In Victoria approximately 8000 head of cattle currently graze the licensed areas in the Victorian Alpine National Park, between December and March each year. These areas include the Bogong and Dargo High Plains, the Holmes and Wellington Plains and the Cobberas area.
The Alpine Grazing Taskforce (AGT), a committee set up by the State Government, has been on the case for some time and with its report released to the Government, the Government had the ammunition to ban the cattlemen from the High Country. It should not have come as a surprise!
While the greenies, led by the rabid Victorian National Parks Association (VNPA), have always been rampant in their desire to rid the region of the cattlemen and their legacy of care over 150 years of history, their language is pretty colourful and hardly scientific, as the following example indicates:
‘It (cattle grazing) degrades the rich and beautiful alpine grasslands to chewed cow paddocks …’
Well, unless these areas have been reduced to ‘cow paddocks’ in the past three months since I was last there – the statement is a complete lie!
Of course the management practices of the cattlemen have been attacked and maligned by the VNPA, other green groups and the Government, but after 150 years most commentators consider the High Country ‘pristine’ so they can’t have been doing too bad a job.
So ‘bad’ is the area the Government ran an advertising campaign stating their case. The problem was they not only had the photo of cows in the ‘High Country’ doctored to make it look worse than it was, but the photo was of a dam, situated just off a 4WD track below the snowline and outside the alpine plains area. The dam had been established to collect run-off and any silt from the road and as a ready source of water, cows had used it. But, apart from muddy footprints in the silt at the very edge of the dam the rest of the area around the dam shows no sign of damage or trampling of the bush by cattle.
This is just typical of the lies and misinformation the government and the green groups have been portraying in their campaign to get rid of the cattlemen. But we should expect truth to be lost – especially when its politicians and green groups stating their case!
Make no mistake about it. Bracks and his team made many promises to the Greens before the last election – the Greens are now demanding their pound of flesh for their support!
Then again if we can measure the performance of Parks Victoria – the land manager of vast areas of Victoria – in the important criteria of fire control, fuel reduction, weed invasion and feral animal control (is there any other important criteria left?) the department would be found to be wanting in all areas, if not completely inept in one or two! But that is, and will be, another problem.

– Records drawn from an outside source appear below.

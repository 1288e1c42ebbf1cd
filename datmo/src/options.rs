//! Serializable tone mapping options.

use datmo_core::{
    ColorCorrection, DisplayFunction, DisplayPreset, DisplaySize, Error, Result, WhiteAnchor,
};
use serde::{Deserialize, Serialize};

/// Which display model to target.
#[derive(Debug, Clone, PartialEq, Serialize, Deserialize)]
#[serde(rename_all = "snake_case")]
pub enum DisplaySelection {
    /// One of the standard presets.
    Preset(DisplayPreset),
    /// A fully specified display model.
    Function(DisplayFunction),
}

impl DisplaySelection {
    /// The display model this selection stands for.
    pub fn display_function(&self) -> DisplayFunction {
        match self {
            Self::Preset(preset) => DisplayFunction::preset(*preset),
            Self::Function(df) => df.clone(),
        }
    }
}

impl Default for DisplaySelection {
    fn default() -> Self {
        Self::Preset(DisplayPreset::default())
    }
}

/// Options of the display-adaptive operator.
#[derive(Debug, Clone, PartialEq, Serialize, Deserialize)]
#[serde(default)]
pub struct DisplayAdaptiveOptions {
    /// Target display model.
    pub display: DisplaySelection,
    /// Viewing geometry.
    pub display_size: DisplaySize,
    /// Contrast enhancement factor (1 = preserve contrast).
    pub enhancement: f64,
    /// Scene luminance pinned to the display peak, if any.
    pub white_anchor: WhiteAnchor,
    /// Color saturation factor (1 = preserve colors).
    pub saturation: f64,
    /// How color is carried through the tone curve.
    pub color_correction: ColorCorrection,
    /// Smooth curves across successive frames tone-mapped by one operator.
    pub temporal: bool,
}

impl Default for DisplayAdaptiveOptions {
    fn default() -> Self {
        Self {
            display: DisplaySelection::default(),
            display_size: DisplaySize::default(),
            enhancement: 1.0,
            white_anchor: WhiteAnchor::None,
            saturation: 1.0,
            color_correction: ColorCorrection::default(),
            temporal: false,
        }
    }
}

impl DisplayAdaptiveOptions {
    /// Check parameter ranges.
    pub fn validate(&self) -> Result<()> {
        self.display.display_function().validate()?;
        self.display_size.validate()?;
        if !self.enhancement.is_finite() || self.enhancement < 0.0 {
            return Err(Error::InvalidParameter(format!(
                "enhancement must be non-negative, got {}",
                self.enhancement
            )));
        }
        if !self.saturation.is_finite() || self.saturation < 0.0 {
            return Err(Error::InvalidParameter(format!(
                "saturation must be non-negative, got {}",
                self.saturation
            )));
        }
        if let WhiteAnchor::Luminance(w) = self.white_anchor {
            if !w.is_finite() || w <= 0.0 {
                return Err(Error::InvalidParameter(format!(
                    "white anchor must be positive, got {}",
                    w
                )));
            }
        }
        Ok(())
    }
}

/// Options for one tone mapping job.
#[derive(Debug, Clone, PartialEq, Serialize, Deserialize)]
#[serde(default)]
pub struct TonemapOptions {
    /// Gamma applied to the input before tone mapping (`C' = C^(1/pregamma)`).
    pub pregamma: f64,
    /// Working width in pixels; `None` keeps the frame's width.
    pub xsize: Option<u32>,
    /// Operator parameters.
    pub operator: DisplayAdaptiveOptions,
}

impl Default for TonemapOptions {
    fn default() -> Self {
        Self {
            pregamma: 1.0,
            xsize: None,
            operator: DisplayAdaptiveOptions::default(),
        }
    }
}

impl TonemapOptions {
    /// Check parameter ranges.
    pub fn validate(&self) -> Result<()> {
        if !self.pregamma.is_finite() || self.pregamma <= 0.0 {
            return Err(Error::InvalidParameter(format!(
                "pregamma must be positive, got {}",
                self.pregamma
            )));
        }
        if self.xsize == Some(0) {
            return Err(Error::InvalidParameter("xsize must be non-zero".into()));
        }
        self.operator.validate()
    }
}
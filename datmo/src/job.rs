//! Background tone mapping jobs with progress events.
//!
//! A job owns a private working copy of its frame, runs one operator on a
//! worker thread and reports through a channel of [`JobEvent`]s:
//!
//! - success: `MaximumSteps`, `Progress`..., one `ImageComputed`, `Finished`
//! - failure (error or panic): `MaximumSteps`, `Progress`..., one `Error`
//! - cancellation: nothing after the request
//!
//! The channel disconnects when the job ends, so iterating
//! [`JobHandle::events`] terminates.

use std::panic::{catch_unwind, AssertUnwindSafe};
use std::sync::atomic::{AtomicUsize, Ordering};
use std::sync::mpsc::{self, Receiver, Sender};
use std::sync::{Arc, Mutex};
use std::thread::{self, JoinHandle};

use datmo_core::ProgressToken;
use log::{debug, info, warn};

use crate::frame::{prepare_working_frame, DisplayImage, HdrFrame};
use crate::operator::{DisplayAdaptiveOperator, ToneMapOperator};
use crate::options::TonemapOptions;

/// Message reported to hosts for operator panics.
pub const PANIC_MESSAGE: &str = "Failed to tonemap image";

/// Notification from a running job.
#[derive(Debug, Clone, PartialEq)]
pub enum JobEvent {
    /// Number of progress units the job will report.
    MaximumSteps(u32),
    /// Progress in `0..=maximum`.
    Progress(u32),
    /// The tone-mapped image and the options it was made with.
    ImageComputed(DisplayImage, TonemapOptions),
    /// The job completed successfully.
    Finished,
    /// The job failed.
    Error(String),
}

// ============================================================================
// Live-job accounting
// ============================================================================

/// Count of live jobs, owned by whatever layer spawns them.
#[derive(Debug, Clone, Default)]
pub struct JobRegistry {
    live: Arc<AtomicUsize>,
}

impl JobRegistry {
    /// Empty registry.
    pub fn new() -> Self {
        Self::default()
    }

    /// Number of jobs registered and not yet ended.
    pub fn live_jobs(&self) -> usize {
        self.live.load(Ordering::Acquire)
    }

    fn enter(&self) -> LiveGuard {
        self.live.fetch_add(1, Ordering::AcqRel);
        LiveGuard {
            live: Arc::clone(&self.live),
        }
    }
}

/// Decrements the registry count when the job ends, however it ends.
struct LiveGuard {
    live: Arc<AtomicUsize>,
}

impl Drop for LiveGuard {
    fn drop(&mut self) {
        self.live.fetch_sub(1, Ordering::AcqRel);
    }
}

// ============================================================================
// Event delivery
// ============================================================================

/// Sender that can be closed from either side.
#[derive(Clone)]
struct EventSink {
    tx: Arc<Mutex<Option<Sender<JobEvent>>>>,
}

impl EventSink {
    fn new(tx: Sender<JobEvent>) -> Self {
        Self {
            tx: Arc::new(Mutex::new(Some(tx))),
        }
    }

    fn send(&self, event: JobEvent) {
        if let Ok(guard) = self.tx.lock() {
            if let Some(tx) = guard.as_ref() {
                // A dropped receiver just means nobody is listening.
                let _ = tx.send(event);
            }
        }
    }

    fn close(&self) {
        if let Ok(mut guard) = self.tx.lock() {
            guard.take();
        }
    }
}

fn event_channel() -> (ProgressToken, EventSink, Receiver<JobEvent>) {
    let (tx, rx) = mpsc::channel();
    let sink = EventSink::new(tx);
    let progress_sink = sink.clone();
    let token = ProgressToken::with_observer(move |v| progress_sink.send(JobEvent::Progress(v)));
    (token, sink, rx)
}

// ============================================================================
// Jobs
// ============================================================================

/// One tone mapping request.
pub struct TonemapJob {
    frame: HdrFrame,
    original_width: u32,
    options: TonemapOptions,
    operator: Arc<dyn ToneMapOperator>,
    registry: Option<JobRegistry>,
}

impl TonemapJob {
    /// Job running `operator` on `frame`.
    ///
    /// `original_width` is the width of the full-size source image; the
    /// working frame is resampled to `options.xsize` when that differs.
    pub fn new(
        frame: HdrFrame,
        original_width: u32,
        options: TonemapOptions,
        operator: Arc<dyn ToneMapOperator>,
    ) -> Self {
        Self {
            frame,
            original_width,
            options,
            operator,
            registry: None,
        }
    }

    /// Job running the display-adaptive operator configured by `options`.
    pub fn display_adaptive(
        frame: HdrFrame,
        original_width: u32,
        options: TonemapOptions,
    ) -> Self {
        let operator = Arc::new(DisplayAdaptiveOperator::new(options.operator.clone()));
        Self::new(frame, original_width, options, operator)
    }

    /// Count this job in `registry` while it is alive.
    pub fn with_registry(mut self, registry: &JobRegistry) -> Self {
        self.registry = Some(registry.clone());
        self
    }

    /// Run on a new worker thread.
    pub fn spawn(self) -> std::io::Result<JobHandle> {
        let (token, sink, events) = event_channel();
        let guard = self.registry.as_ref().map(JobRegistry::enter);

        let worker_token = token.clone();
        let worker_sink = sink.clone();
        let thread = thread::Builder::new()
            .name("datmo-tonemap".into())
            .spawn(move || {
                let _guard = guard;
                self.execute(&worker_token, &worker_sink);
            })?;

        Ok(JobHandle {
            token,
            sink,
            events,
            thread: Some(thread),
        })
    }

    /// Run on the calling thread and return every event emitted.
    pub fn run_blocking(self) -> Vec<JobEvent> {
        let (token, sink, events) = event_channel();
        let _guard = self.registry.as_ref().map(JobRegistry::enter);
        self.execute(&token, &sink);
        events.try_iter().collect()
    }

    fn execute(self, token: &ProgressToken, sink: &EventSink) {
        let Self {
            frame,
            original_width,
            options,
            operator,
            registry: _,
        } = self;

        info!(
            "{} job started: {}x{}, xsize {:?}, pregamma {}",
            operator.name(),
            frame.width,
            frame.height,
            options.xsize,
            options.pregamma
        );
        sink.send(JobEvent::MaximumSteps(token.maximum()));

        let outcome = catch_unwind(AssertUnwindSafe(|| {
            options.validate()?;
            let working = prepare_working_frame(frame, original_width, &options)?;
            operator.tonemap(&working, token)
        }));

        match outcome {
            Ok(Ok(image)) => {
                if token.is_termination_requested() {
                    debug!("{} job cancelled after completion", operator.name());
                } else {
                    info!(
                        "{} job finished: {}x{}",
                        operator.name(),
                        image.width(),
                        image.height()
                    );
                    sink.send(JobEvent::ImageComputed(image, options));
                    sink.send(JobEvent::Finished);
                }
            }
            Ok(Err(err)) if err.is_stopped() => {
                info!("{} job cancelled", operator.name());
            }
            Ok(Err(err)) => {
                warn!("{} job failed: {}", operator.name(), err);
                sink.send(JobEvent::Error(err.to_string()));
            }
            Err(_) => {
                warn!("{} job panicked", operator.name());
                sink.send(JobEvent::Error(PANIC_MESSAGE.into()));
            }
        }

        sink.close();
    }
}

/// Handle to a job running on a worker thread.
pub struct JobHandle {
    token: ProgressToken,
    sink: EventSink,
    events: Receiver<JobEvent>,
    thread: Option<JoinHandle<()>>,
}

impl JobHandle {
    /// Ask the job to stop.
    ///
    /// Events still queued are discarded and no further events are delivered.
    pub fn request_termination(&self) {
        self.token.request_termination();
        self.sink.close();
        while self.events.try_recv().is_ok() {}
    }

    /// Whether termination has been requested.
    pub fn is_termination_requested(&self) -> bool {
        self.token.is_termination_requested()
    }

    /// Last progress value posted by the job.
    pub fn progress(&self) -> u32 {
        self.token.progress()
    }

    /// Event receiver; disconnects when the job ends.
    pub fn events(&self) -> &Receiver<JobEvent> {
        &self.events
    }

    /// Wait for the worker thread to exit and return the undelivered events.
    pub fn wait(mut self) -> Vec<JobEvent> {
        if let Some(thread) = self.thread.take() {
            if thread.join().is_err() {
                warn!("tonemap worker thread panicked outside the operator");
            }
        }
        self.events.try_iter().collect()
    }
}

impl std::fmt::Debug for JobHandle {
    fn fmt(&self, f: &mut std::fmt::Formatter<'_>) -> std::fmt::Result {
        f.debug_struct("JobHandle")
            .field("token", &self.token)
            .field("running", &self.thread.as_ref().map(|t| !t.is_finished()))
            .finish()
    }
}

As we go to press the Victorian Government remains under attack about its advertising campaign while the Victorian Farmers Federation have appealed to the Federal Government to protect the cattlemen as a ‘heritage icon’. It’s ‘last straw’ sort of stuff that has been the culmination of a long running battle.
I hope they win, but whether they win a reprieve is anyone’s guess. What I do know is that with the cattlemen gone pressure will be exerted by the VNPA and other green groups to close tracks in the region. Like the forest workers, miners and cattlemen before us four wheel drivers will be vilified, maligned, lies will be told about us and we will have to fight like never before, for our rights of access!